Project number: 2019-015
Project Status:
Current
Budget expenditure: $575,616.00
Principal Investigator: Inigo M. Koefoed
Organisation: Department of Primary Industries and Regional Development (DPIRD) WA
Project start/end date: 5 Jan 2020 - 5 Jan 2023
Contact:
FRDC

Need

There is growing concern the sustainability of prawns may be at increased risk due to a higher proportion of small prawns in commercial catches and fishery-independent recruitment surveys. The brown tiger prawn stock experienced its lowest recruitment in 3 years. The causes of change in prawn size and the magnitude of recruitment remain unknown, but we can identify some plausible hypotheses. These include; slowing of growth with lower winter temperatures, a reduction in productivity, changes to timing of spawning, total fishing pressure and intra-annual fishing patterns. It is possible that changes are influenced by interactions between some or all of these.

A higher proportion of smaller prawns in commercial catches has continued despite adjustments to management. In addition, the location of prawns during the season has become less predictable. There is an urgent and immediate need to understand the mechanisms underlying these changes to make the necessary management changes to ensure long-term sustainability. The approach will be to use existing datasets to test hypotheses about potential associations between physical (e.g. temperature, rainfall), biological (e.g. seagrass cover), and fishery (e.g. prawn recruitment) variables that we would expect to occur under plausible cause-effect scenarios.
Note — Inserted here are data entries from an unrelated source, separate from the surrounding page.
//! [`ExecutionProcess`]: the two-slot fetch/execute pipeline (current
//! instruction executing while the next one is decoded), mirroring the
//! two-phase prefetch the flow state machine drives.

use crate::catalogue::Mnemonic;
use crate::decode;
use crate::error::CoreResult;
use crate::execution;
use crate::instruction::Instruction;
use crate::memory::MemoryBus;
use crate::state::SimulationState;

/// Holds at most one "current" (being executed) and one "next" (prefetched,
/// not yet executed) instruction.
#[derive(Debug, Clone, Default)]
pub struct ExecutionProcess {
    current: Option<Instruction>,
    next: Option<Instruction>,
    /// The raw opcode word of the most recent fetch attempt, kept even when
    /// that word failed to resolve against the catalogue (an illegal/MID
    /// opcode has no [`Instruction`] to stage, but the flow state machine
    /// still needs the raw word to classify it).
    last_fetched_raw_opcode: Option<u16>,
}

impl ExecutionProcess {
    /// A process with both slots empty (the state right after `PowerOn` or
    /// a `Reset`).
    pub fn new() -> Self {
        Self::default()
    }

    /// `true` iff a current instruction is staged and ready to execute.
    pub fn has_current(&self) -> bool {
        self.current.is_some()
    }

    /// The staged current instruction, if any.
    pub fn current(&self) -> Option<&Instruction> {
        self.current.as_ref()
    }

    /// Decode the instruction at `state`'s program counter directly into the
    /// current slot, advancing the program counter past it. Used by flow
    /// state `Begin` to prime the pipeline after a reset.
    pub fn begin<M: MemoryBus>(&mut self, state: &mut SimulationState<M>) -> CoreResult<()> {
        let (instr, next_pc) = decode::decode(state.memory(), state.pc())?;
        state.set_pc(next_pc);
        self.current = Some(instr);
        Ok(())
    }

    /// Decode the instruction at `state`'s program counter into the "next"
    /// slot, advancing the program counter past it, without disturbing
    /// whatever is already staged as "current".
    ///
    /// An opcode word that fails to resolve against the catalogue (an
    /// illegal or Macro-Instruction-Detect-reserved word) leaves "next"
    /// empty rather than propagating the decode error: the flow state
    /// machine classifies such words through [`Self::last_fetched_raw_opcode`]
    /// at state `C2` instead of treating a bad fetch as a caller-facing
    /// failure.
    pub fn fetch_next_instruction<M: MemoryBus>(&mut self, state: &mut SimulationState<M>) {
        let raw = state.memory().read_word(state.pc());
        self.last_fetched_raw_opcode = Some(raw);
        match decode::decode(state.memory(), state.pc()) {
            Ok((instr, next_pc)) => {
                state.set_pc(next_pc);
                self.next = Some(instr);
            }
            Err(_) => {
                state.advance_pc();
                self.next = None;
            }
        }
    }

    /// The raw opcode word of the most recent [`Self::fetch_next_instruction`]
    /// attempt, whether or not it resolved to a staged instruction.
    pub const fn last_fetched_raw_opcode(&self) -> Option<u16> {
        self.last_fetched_raw_opcode
    }

    /// Move the prefetched "next" instruction into "current", leaving
    /// "next" empty. Called once the previous current instruction has
    /// finished executing.
    pub fn promote_next_to_current(&mut self) {
        self.current = self.next.take();
    }

    /// Execute the staged current instruction against `state`. Does not
    /// clear the current slot -- the flow state machine decides when the
    /// pipeline advances. A cycle that enters state `B` with nothing staged
    /// (the instruction fetched into "current" failed to decode and was
    /// routed through `F`/`G` instead) is a no-op: there is nothing to run.
    pub fn execute<M: MemoryBus>(&self, state: &mut SimulationState<M>) -> CoreResult<()> {
        match self.current.as_ref() {
            Some(instr) => execution::execute(state, instr),
            None => Ok(()),
        }
    }

    /// `true` iff the current instruction is one of the conditional/
    /// unconditional jump mnemonics (format 2). The flow state machine
    /// consults this to decide whether the prefetched "next" instruction
    /// (fetched from the pre-jump program counter) must be discarded.
    pub fn current_instruction_is_jump(&self) -> bool {
        matches!(
            self.current.as_ref().map(|i| i.opcode_info().mnemonic),
            Some(
                Mnemonic::Jmp
                    | Mnemonic::Jeq
                    | Mnemonic::Jne
                    | Mnemonic::Jgt
                    | Mnemonic::Jlt
                    | Mnemonic::Jhe
                    | Mnemonic::Jh
                    | Mnemonic::Jl
                    | Mnemonic::Jle
                    | Mnemonic::Joc
                    | Mnemonic::Jnc
                    | Mnemonic::Jno
                    | Mnemonic::Jop
            )
        )
    }

    /// Discard a prefetched "next" instruction that a taken jump has just
    /// invalidated.
    pub fn discard_next(&mut self) {
        self.next = None;
    }

    /// `true` iff the current instruction is finalized (every
    /// format-mandated and addressing-mode extension word has been
    /// consumed). The decoder only ever produces finalized instructions, so
    /// this is a consistency check rather than a real gate.
    pub fn current_instruction_second_word_is_legal(&self) -> bool {
        self.current.as_ref().map(Instruction::is_finalized).unwrap_or(true)
    }
}

#[cfg(test)]
mod tests {
    use super::*;
    use crate::memory::FlatMemory;

    #[test]
    fn begin_decodes_and_advances_pc() {
        let mut st = SimulationState::<FlatMemory>::default();
        st.memory_mut().write_word(0x1000, 0x0320); // NOP
        st.set_pc(0x1000);
        let mut proc = ExecutionProcess::new();
        proc.begin(&mut st).unwrap();
        assert!(proc.has_current());
        assert_eq!(st.pc(), 0x1002);
    }

    #[test]
    fn promote_next_to_current_moves_the_prefetched_instruction() {
        let mut st = SimulationState::<FlatMemory>::default();
        st.memory_mut().write_word(0x1000, 0x0320);
        st.memory_mut().write_word(0x1002, 0x0340);
        st.set_pc(0x1000);
        let mut proc = ExecutionProcess::new();
        proc.begin(&mut st).unwrap();
        proc.fetch_next_instruction(&mut st);
        proc.promote_next_to_current();
        assert_eq!(
            proc.current().unwrap().opcode_info().mnemonic,
            crate::catalogue::Mnemonic::Idle
        );
    }
}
These scenarios will be developed through discussions between researchers with different skill sets and insights from prawn fishers.

The study will adopt a multi-disciplinary approach to utilise expertise of researchers with skills beyond conventional fisheries science and management, including oceanography, ecology, data science and mathematics, and research specific to the SBPMF and synthesis of the fishing industry. The objectives clearly address both WARAC and the Prawn IPA key priorities of adaptive approaches to changing climate.

The objectives are supported by DPIRD managers and some sections of the Shark Bay prawn trawl industry. An independent review of the prawn fishery conducted in April 2019 by Malcolm Haddon provided recommendations regarding research priorities. The review found the objectives addressed a number of key uncertainties identified in the review and suggested they were urgent.

Objectives

1. Understand the impact of changing temperature and other environmental parameters (e.g. seagrass, flooding events) on the reproductive cycles, growth and distribution patterns of western king and brown tiger prawns
2. Understand the relative contribution of autumn and spring spawning stock to the catch and prawn size composition to assess why there are more small prawns in the fishery at the start of the year and whether harvesting large volumes of small prawns impact subsequent recruitment.
3. Develop performance indicators for the Shark Bay Prawn Harvest Strategy (HS) (which is currently based on abundance indices), if appropriate, that are related to size of prawns.
4. Determine if information on ecological processes and primary productivity are sufficient to construct predictive models of prawn carrying capacity.